A family with two young children and an infant became involved in Sunday school and other activities. One Sunday after church, the mom walked away in tears but didn’t want to talk. They stayed away for several weeks, returned once and left again.
In the same church, a young man fighting cancer came to worship for the first time since he was a child — people in the church had reached out to him. On the way out, he was overheard saying, “I’m never coming back.”
In the same church, a couple arrived with takeout coffee in hand. The following Sunday, a prominent sign appeared forbidding food and drink in the sanctuary.
In the same church, a focus group met to discuss the missing persons named above. The circle included long-tenured leaders and actively engaged newcomers. One new participant confessed, “I don’t feel welcome here.” The long-tenured leader looked him in the eye and said, “Yes, you do!” The discussion ended and the new participant was gone in less than a month.
When strangers leave our churches after a visit or five, there must be something wrong — with them. We know our churches are full of friendly people, because we are all friends. So what in the world is going on here?
Over time, we bond with those who share our history, rituals and activities. Friends grow together and share unspoken assumptions.
But tight-knit groups are not the whole story. To longtime members, that slab of polished wood in the sanctuary is not just a seat. It is the place their children grew up, the spot shared with a beloved partner now gone.
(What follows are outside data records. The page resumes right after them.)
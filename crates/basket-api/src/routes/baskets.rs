//! Routes for baskets.

use axum::extract::rejection::JsonRejection;
use axum::extract::{Path, State};
use axum::routing::{get, post};
use axum::{Json, Router};
use basket_core::basket::{BasketId, ProductId, UserId};
use basket_core::error::DomainError;
use basket_orchestration::application::BasketView;
use basket_orchestration::domain::commands;
use serde::Deserialize;
use tracing::{info, instrument};
use uuid::Uuid;

use crate::error::ApiError;
use crate::state::AppState;

/// Request body for POST /baskets.
#[derive(Debug, Deserialize)]
pub struct CreateBasketRequest {
    /// The future owner of the basket.
    #[serde(default)]
    pub user_id: String,
}

/// Request body for POST /baskets/{basket_id}.
#[derive(Debug, Deserialize)]
pub struct AddProductRequest {
    /// The user claiming ownership of the basket.
    #[serde(default)]
    pub user_id: String,
    /// The product to add.
    #[serde(default)]
    pub product_id: String,
    /// The requested quantity.
    #[serde(default)]
    pub quantity: i32,
}

/// One entry of a bulk request.
#[derive(Debug, Deserialize)]
pub struct BulkProductEntry {
    /// The product to add.
    pub id: String,
    /// The requested quantity.
    #[serde(default)]
    pub quantity: i32,
}

/// Request body for POST /baskets/{basket_id}/bulk.
#[derive(Debug, Deserialize)]
pub struct AddBulkProductRequest {
    /// The user claiming ownership of the basket.
    #[serde(default)]
    pub user_id: String,
    /// Lines to append, in order.
    #[serde(default)]
    pub products: Vec<BulkProductEntry>,
}

/// POST /baskets
#[instrument(skip_all)]
async fn create_basket(
    State(state): State<AppState>,
    request: Result<Json<CreateBasketRequest>, JsonRejection>,
) -> Result<Json<BasketView>, ApiError> {
    let Json(request) = request?;
    if request.user_id.is_empty() {
        return Err(DomainError::Validation("user_id must not be empty".to_owned()).into());
    }

    let command = commands::CreateBasket {
        correlation_id: Uuid::new_v4(),
        user_id: UserId::from(request.user_id),
    };

    info!(correlation_id = %command.correlation_id, "handling create_basket command");

    let view = state.orchestrator.create_basket(&command).await?;
    Ok(Json(view))
}

/// POST /baskets/{basket_id}
#[instrument(skip_all, fields(basket_id = %basket_id))]
async fn add_product_to_basket(
    State(state): State<AppState>,
    Path(basket_id): Path<String>,
    request: Result<Json<AddProductRequest>, JsonRejection>,
) -> Result<Json<BasketView>, ApiError> {
    let Json(request) = request?;
    let command = commands::AddProductToBasket {
        correlation_id: Uuid::new_v4(),
        basket_id: BasketId::from(basket_id),
        user_id: UserId::from(request.user_id),
        product_id: ProductId::from(request.product_id),
        quantity: request.quantity,
    };

    info!(correlation_id = %command.correlation_id, "handling add_product_to_basket command");

    let view = state.orchestrator.add_product_to_basket(&command).await?;
    Ok(Json(view))
}

/// GET /baskets/{basket_id}
#[instrument(skip_all, fields(basket_id = %basket_id))]
async fn get_basket(
    State(state): State<AppState>,
    Path(basket_id): Path<String>,
) -> Result<Json<BasketView>, ApiError> {
    let view = state
        .orchestrator
        .get_basket_by_id(&BasketId::from(basket_id))
        .await?;
    Ok(Json(view))
}

/// POST /baskets/{basket_id}/bulk
#[instrument(skip_all, fields(basket_id = %basket_id))]
async fn add_bulk_product_to_basket(
    State(state): State<AppState>,
    Path(basket_id): Path<String>,
    request: Result<Json<AddBulkProductRequest>, JsonRejection>,
) -> Result<Json<BasketView>, ApiError> {
    let Json(request) = request?;
    let command = commands::AddBulkProductToBasket {
        correlation_id: Uuid::new_v4(),
        basket_id: BasketId::from(basket_id),
        user_id: UserId::from(request.user_id),
        products: request
            .products
            .into_iter()
            .map(|entry| commands::BulkLine {
                product_id: ProductId::from(entry.id),
                quantity: entry.quantity,
            })
            .collect(),
    };

    info!(
        correlation_id = %command.correlation_id,
        lines = command.products.len(),
        "handling add_bulk_product_to_basket command"
    );

    let view = state.orchestrator.add_bulk_product_to_basket(&command).await?;
    Ok(Json(view))
}

/// Returns the router for baskets.
pub fn router() -> Router<AppState> {
    Router::new()
        .route("/baskets", post(create_basket))
        .route(
            "/baskets/{basket_id}",
            post(add_product_to_basket).get(get_basket),
        )
        .route("/baskets/{basket_id}/bulk", post(add_bulk_product_to_basket))
}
When a stranger sits there, even the gentlest reproach, mixed with a touch of humour, can make an outsider feel unwelcome. The unspoken message: “One of us really belongs.”
For seasoned churchgoers, the children giggling behind them can be an intrusion into quiet sanctuary, not like days gone by when their own children sat in perfect stillness through church — if memory serves. Maybe a glance over the shoulder will convey to Mom and Dad that it’s time to settle the kids now.
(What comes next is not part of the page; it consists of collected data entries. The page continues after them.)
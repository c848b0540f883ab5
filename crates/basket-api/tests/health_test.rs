//! Integration tests for the health endpoint.

mod common;

use axum::http::StatusCode;
use httpmock::MockServer;
use sqlx::PgPool;

#[sqlx::test(migrations = "../../migrations")]
async fn test_health_returns_200_with_status_ok(pool: PgPool) {
    let remote = MockServer::start_async().await;
    let app = common::build_test_app(pool, &remote);

    let (status, json) = common::get_json(app, "/health").await;

    assert_eq!(status, StatusCode::OK);
    assert_eq!(json["status"], "ok");
    assert!(json["version"].is_string());
}

#[sqlx::test(migrations = "../../migrations")]
async fn test_unknown_route_returns_404(pool: PgPool) {
    let remote = MockServer::start_async().await;
    let app = common::build_test_app(pool, &remote);

    let request = axum::http::Request::builder()
        .method("GET")
        .uri("/api/v1/nonexistent")
        .body(axum::body::Body::empty())
        .unwrap();

    let response = tower::ServiceExt::oneshot(app, request).await.unwrap();
    assert_eq!(response.status(), StatusCode::NOT_FOUND);
}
Likewise, a careful word or a sideways look for the mother breastfeeding her infant in the front pew and the young man wearing a ball cap over his chemo-balded head should help these newcomers learn the proper way to behave in this wonderfully welcoming community.
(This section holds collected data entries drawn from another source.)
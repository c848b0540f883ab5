//! HTTP adapter for the stock service.

use async_trait::async_trait;
use basket_core::basket::ProductId;
use basket_core::error::RemoteError;
use basket_core::stock::{Stock, StockClient};
use reqwest::Client;
use serde::{Deserialize, Serialize};
use tracing::instrument;

use crate::http::{decode, join, transport_error};

#[derive(Serialize)]
struct StockRequest<'a> {
    product_id: &'a ProductId,
    quantity: i32,
}

/// An absent `is_available` means unavailable.
#[derive(Deserialize)]
struct AvailabilityResponse {
    #[serde(default)]
    is_available: bool,
}

/// `StockClient` backed by the stock service REST API.
#[derive(Debug, Clone)]
pub struct HttpStockClient {
    client: Client,
    base_url: String,
}

impl HttpStockClient {
    /// Creates a client talking to the stock service at `base_url`.
    #[must_use]
    pub fn new(client: Client, base_url: impl Into<String>) -> Self {
        Self {
            client,
            base_url: base_url.into(),
        }
    }
}

#[async_trait]
impl StockClient for HttpStockClient {
    #[instrument(skip_all, fields(product_id = %product_id, quantity = quantity))]
    async fn is_available(
        &self,
        product_id: &ProductId,
        quantity: i32,
    ) -> Result<bool, RemoteError> {
        let url = join(&self.base_url, "/api/v1/stocks/availability");
        let response = self
            .client
            .post(url)
            .json(&StockRequest {
                product_id,
                quantity,
            })
            .send()
            .await
            .map_err(|err| transport_error(&err))?;
        let body: AvailabilityResponse = decode(response).await?;
        Ok(body.is_available)
    }

    #[instrument(skip_all, fields(product_id = %product_id, quantity = quantity))]
    async fn reserve(&self, product_id: &ProductId, quantity: i32) -> Result<Stock, RemoteError> {
        let url = join(&self.base_url, "/api/v1/stocks/reserve");
        let response = self
            .client
            .put(url)
            .json(&StockRequest {
                product_id,
                quantity,
            })
            .send()
            .await
            .map_err(|err| transport_error(&err))?;
        decode(response).await
    }
}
The real problem of welcome is this: When one invites house guests to make themselves at home, the underlying hope is that they will not. Guests who occupy the host’s regular spot at the table, move furniture and lie down in the master bedroom will soon discover the invitation was not what it seemed.
When a congregation’s welcome means, “Come join my church and learn to do it my way,” we miss God’s opportunity to introduce church to a new generation. What if our mission is not simply to welcome but to share ownership of our church with people whose needs and priorities may be different from our own?
Congregations talk a lot about being welcoming, but welcoming is more like bringing home a newborn than hosting a guest or acquiring a tenant. Babies care nothing about adult comfort or convenience. They demand that we change our sleep patterns, our homes, our schedules, our diets, our financial commitments and our leisure activities. They come into our world expecting the best of those they will come to love. May they find it in our midst.
Rev. Connie denBok is a minister at Alderwood United in Toronto.